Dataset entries
>>>>>

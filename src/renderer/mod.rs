//! Renderer for logic-less query templates
//!
//! This module takes a compiled template and a render context and produces
//! the query payload text. Output is not validated; malformed JSON surfaces
//! when the backend parses it.

pub mod config;
pub mod context;
pub mod mustache;

pub use config::{EscapeMode, RenderConfig};
pub use context::RenderContext;
pub use mustache::Renderer;
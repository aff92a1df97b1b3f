//! Engine configuration
//!
//! Where templates live and how they are rendered. Every field has a
//! default, so a TOML file only needs the keys it changes:
//!
//! ```toml
//! [templates]
//! template_path = "es-templates/"
//! group_path = "query-templates/"
//! group_extension = "yml"
//!
//! [render]
//! escape = "none"
//! ```

use std::path::Path;

use serde::Deserialize;
use thiserror::Error;

use crate::renderer::RenderConfig;

/// Errors that can occur when loading or parsing configuration
#[derive(Error, Debug)]
pub enum ConfigFileError {
    #[error("Failed to read config file: {0}")]
    IoError(#[from] std::io::Error),
    #[error("Failed to parse config TOML: {0}")]
    ParseError(#[from] toml::de::Error),
}

/// Location conventions for template resources
#[derive(Debug, Clone, PartialEq, Eq, Deserialize)]
#[serde(default)]
pub struct TemplatePaths {
    /// Prefix of ad-hoc templates: `<template_path><schema>/<template>`
    pub template_path: String,
    /// Prefix of group definitions: `<group_path><operation type>.<group_extension>`
    pub group_path: String,
    pub group_extension: String,
}

impl Default for TemplatePaths {
    fn default() -> Self {
        Self {
            template_path: "es-templates/".to_string(),
            group_path: "query-templates/".to_string(),
            group_extension: "yml".to_string(),
        }
    }
}

impl TemplatePaths {
    /// Create paths with default values
    pub fn new() -> Self {
        Self::default()
    }

    /// Set the ad-hoc template prefix
    pub fn with_template_path(mut self, path: impl Into<String>) -> Self {
        self.template_path = path.into();
        self
    }

    /// Set the group definition prefix
    pub fn with_group_path(mut self, path: impl Into<String>) -> Self {
        self.group_path = path.into();
        self
    }

    /// Set the group definition file extension
    pub fn with_group_extension(mut self, extension: impl Into<String>) -> Self {
        self.group_extension = extension.into();
        self
    }

    /// Resource path of an ad-hoc template
    pub fn template(&self, schema_name: &str, template_name: &str) -> String {
        format!("{}{}/{}", self.template_path, schema_name, template_name)
    }

    /// Resource path of a group definition; the operation type is lowercased
    pub fn group(&self, operation_type: &str) -> String {
        format!(
            "{}{}.{}",
            self.group_path,
            operation_type.to_lowercase(),
            self.group_extension
        )
    }
}

/// Configuration for the complete engine
#[derive(Debug, Clone, Default, PartialEq, Eq, Deserialize)]
#[serde(default)]
pub struct EngineConfig {
    /// Template locations
    pub templates: TemplatePaths,
    /// Rendering options
    pub render: RenderConfig,
}

impl EngineConfig {
    /// Create a new configuration with defaults
    pub fn new() -> Self {
        Self::default()
    }

    /// Load configuration from a TOML file
    pub fn from_file(path: &Path) -> Result<Self, ConfigFileError> {
        let content = std::fs::read_to_string(path)?;
        Self::from_str(&content)
    }

    /// Load configuration from a TOML string
    #[allow(clippy::should_implement_trait)]
    pub fn from_str(content: &str) -> Result<Self, ConfigFileError> {
        Ok(toml::from_str(content)?)
    }

    /// Set the template locations
    pub fn with_templates(mut self, templates: TemplatePaths) -> Self {
        self.templates = templates;
        self
    }

    /// Set the rendering options
    pub fn with_render(mut self, render: RenderConfig) -> Self {
        self.render = render;
        self
    }
}
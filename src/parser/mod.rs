//! Parser for logic-less query templates

pub mod ast;
mod grammar;
pub mod lexer;

pub use ast::*;
pub use grammar::parse;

<<<<<

(Aim of the exercise):
Copy, please, every line from the start of the entries down to the line that holds "pub use context::RenderContext;", with both of those lines included and no others.

(Answer to this exercise):
filename src/renderer/mod.rs
//! Renderer for logic-less query templates
//!
//! This module takes a compiled template and a render context and produces
//! the query payload text. Output is not validated; malformed JSON surfaces
//! when the backend parses it.

pub mod config;
pub mod context;
pub mod mustache;

pub use config::{EscapeMode, RenderConfig};
pub use context::RenderContext;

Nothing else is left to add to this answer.